#### [Task prompt]
Your job is to set down the listing again exactly as it stands.

#### [Material for this task]
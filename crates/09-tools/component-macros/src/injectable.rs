//! `#[derive(Injectable)]` 实现

use crate::utils::{attributes_named, component_name, field_member, is_fieldless};
use proc_macro::TokenStream;
use proc_macro2::TokenStream as TokenStream2;
use quote::quote;
use syn::{Data, DeriveInput, Expr, Field, Fields, LitStr, Result};

/// 结构体上的 `#[component(...)]` 参数
#[derive(Default)]
struct ComponentArgs {
    /// 自定义组件名称
    name: Option<String>,
    /// 作用域标记表达式
    scopes: Vec<TokenStream2>,
}

fn parse_component_args(input: &DeriveInput) -> Result<ComponentArgs> {
    let mut args = ComponentArgs::default();

    for attr in attributes_named(&input.attrs, "component") {
        attr.parse_nested_meta(|meta| {
            if meta.path.is_ident("singleton") {
                args.scopes.push(quote!(::di_abstractions::Singleton));
                Ok(())
            } else if meta.path.is_ident("scope") {
                let scope: Expr = meta.value()?.parse()?;
                args.scopes.push(quote!(#scope));
                Ok(())
            } else if meta.path.is_ident("name") {
                let name: LitStr = meta.value()?.parse()?;
                args.name = Some(name.value());
                Ok(())
            } else {
                Err(meta.error("不支持的 component 参数，可用: singleton, scope = ..., name = \"...\""))
            }
        })?;
    }

    Ok(args)
}

/// 字段上的限定符：`#[named("x")]` 与 `#[qualifier(expr)]`
fn field_annotations(field: &Field) -> Result<Vec<TokenStream2>> {
    let mut annotations = Vec::new();

    for attr in attributes_named(&field.attrs, "named") {
        let name: LitStr = attr.parse_args()?;
        annotations.push(quote!(::di_abstractions::Named::new(#name)));
    }
    for attr in attributes_named(&field.attrs, "qualifier") {
        let qualifier: Expr = attr.parse_args()?;
        annotations.push(quote!(#qualifier));
    }

    Ok(annotations)
}

fn constructor(fields: &Fields) -> Result<TokenStream2> {
    if is_fieldless(fields) {
        let value = match fields {
            Fields::Named(_) => quote!(Self {}),
            Fields::Unnamed(_) => quote!(Self()),
            Fields::Unit => quote!(Self),
        };
        return Ok(quote! {
            ::di_abstractions::Constructor::new(|_| ::std::result::Result::Ok(#value))
        });
    }

    let mut inits = Vec::new();
    let mut params = Vec::new();
    for (index, field) in fields.iter().enumerate() {
        let member = field_member(index, field);
        let ty = &field.ty;
        let annotations = field_annotations(field)?;
        inits.push(quote!(#member: arguments.take::<#ty>()?));
        params.push(quote! {
            .with_param(::di_abstractions::Parameter::of::<#ty>() #(.with_annotation(#annotations))*)
        });
    }

    Ok(quote! {
        ::di_abstractions::Constructor::new(|arguments| {
            ::std::result::Result::Ok(Self { #(#inits),* })
        })
        #(#params)*
        .injected()
    })
}

/// 生成 `Injectable` 实现
pub fn expand(input: &DeriveInput) -> Result<TokenStream2> {
    let Data::Struct(data) = &input.data else {
        return Err(syn::Error::new_spanned(
            &input.ident,
            "Injectable 只能用于结构体",
        ));
    };

    let args = parse_component_args(input)?;
    let ident = &input.ident;
    let name = component_name(ident, args.name);
    let scopes = &args.scopes;
    let constructor = constructor(&data.fields)?;
    let (impl_generics, ty_generics, where_clause) = input.generics.split_for_impl();

    Ok(quote! {
        impl #impl_generics ::di_abstractions::Injectable for #ident #ty_generics #where_clause {
            fn component_class() -> ::di_abstractions::ComponentClass<Self> {
                ::di_abstractions::ComponentClass::new(#name)
                    #(.annotated(#scopes))*
                    .constructor(#constructor)
            }
        }
    })
}

/// 实现 #[derive(Injectable)] 宏
pub fn derive_injectable_impl(input: DeriveInput) -> TokenStream {
    match expand(&input) {
        Ok(expanded) => TokenStream::from(expanded),
        Err(e) => e.to_compile_error().into(),
    }
}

#### [Expected answer]
filename crates/09-tools/component-macros/src/injectable.rs
//! `#[derive(Injectable)]` 实现

use crate::utils::{attributes_named, component_name, field_member, is_fieldless};
use proc_macro::TokenStream;
use proc_macro2::TokenStream as TokenStream2;
use quote::quote;
use syn::{Data, DeriveInput, Expr, Field, Fields, LitStr, Result};

/// 结构体上的 `#[component(...)]` 参数
#[derive(Default)]
struct ComponentArgs {
    /// 自定义组件名称
    name: Option<String>,
    /// 作用域标记表达式
    scopes: Vec<TokenStream2>,
}

fn parse_component_args(input: &DeriveInput) -> Result<ComponentArgs> {
    let mut args = ComponentArgs::default();

    for attr in attributes_named(&input.attrs, "component") {
        attr.parse_nested_meta(|meta| {
            if meta.path.is_ident("singleton") {
                args.scopes.push(quote!(::di_abstractions::Singleton));
                Ok(())
            } else if meta.path.is_ident("scope") {
                let scope: Expr = meta.value()?.parse()?;
                args.scopes.push(quote!(#scope));
                Ok(())
            } else if meta.path.is_ident("name") {
                let name: LitStr = meta.value()?.parse()?;
                args.name = Some(name.value());
                Ok(())
            } else {
                Err(meta.error("不支持的 component 参数，可用: singleton, scope = ..., name = \"...\""))
            }
        })?;
    }

    Ok(args)
}

/// 字段上的限定符：`#[named("x")]` 与 `#[qualifier(expr)]`
fn field_annotations(field: &Field) -> Result<Vec<TokenStream2>> {
    let mut annotations = Vec::new();

    for attr in attributes_named(&field.attrs, "named") {
        let name: LitStr = attr.parse_args()?;
        annotations.push(quote!(::di_abstractions::Named::new(#name)));
    }
    for attr in attributes_named(&field.attrs, "qualifier") {
        let qualifier: Expr = attr.parse_args()?;
        annotations.push(quote!(#qualifier));
    }

    Ok(annotations)
}

fn constructor(fields: &Fields) -> Result<TokenStream2> {
    if is_fieldless(fields) {
        let value = match fields {
            Fields::Named(_) => quote!(Self {}),
            Fields::Unnamed(_) => quote!(Self()),
            Fields::Unit => quote!(Self),
        };
        return Ok(quote! {
            ::di_abstractions::Constructor::new(|_| ::std::result::Result::Ok(#value))
        });
    }

    let mut inits = Vec::new();
    let mut params = Vec::new();
    for (index, field) in fields.iter().enumerate() {
        let member = field_member(index, field);
        let ty = &field.ty;
        let annotations = field_annotations(field)?;
        inits.push(quote!(#member: arguments.take::<#ty>()?));
        params.push(quote! {
            .with_param(::di_abstractions::Parameter::of::<#ty>() #(.with_annotation(#annotations))*)
        });
    }

    Ok(quote! {
        ::di_abstractions::Constructor::new(|arguments| {
            ::std::result::Result::Ok(Self { #(#inits),* })
        })
        #(#params)*
        .injected()
    })
}

/// 生成 `Injectable` 实现
pub fn expand(input: &DeriveInput) -> Result<TokenStream2> {
    let Data::Struct(data) = &input.data else {
        return Err(syn::Error::new_spanned(
            &input.ident,
            "Injectable 只能用于结构体",
        ));
    };

    let args = parse_component_args(input)?;
    let ident = &input.ident;
    let name = component_name(ident, args.name);
    let scopes = &args.scopes;
    let constructor = constructor(&data.fields)?;
    let (impl_generics, ty_generics, where_clause) = input.generics.split_for_impl();

    Ok(quote! {
        impl #impl_generics ::di_abstractions::Injectable for #ident #ty_generics #where_clause {
            fn component_class() -> ::di_abstractions::ComponentClass<Self> {
                ::di_abstractions::ComponentClass::new(#name)
                    #(.annotated(#scopes))*
                    .constructor(#constructor)
            }
        }
    })
}

/// 实现 #[derive(Injectable)] 宏
pub fn derive_injectable_impl(input: DeriveInput) -> TokenStream {
    match expand(&input) {
        Ok(expanded) => TokenStream::from(expanded),
        Err(e) => e.to_compile_error().into(),
    }
}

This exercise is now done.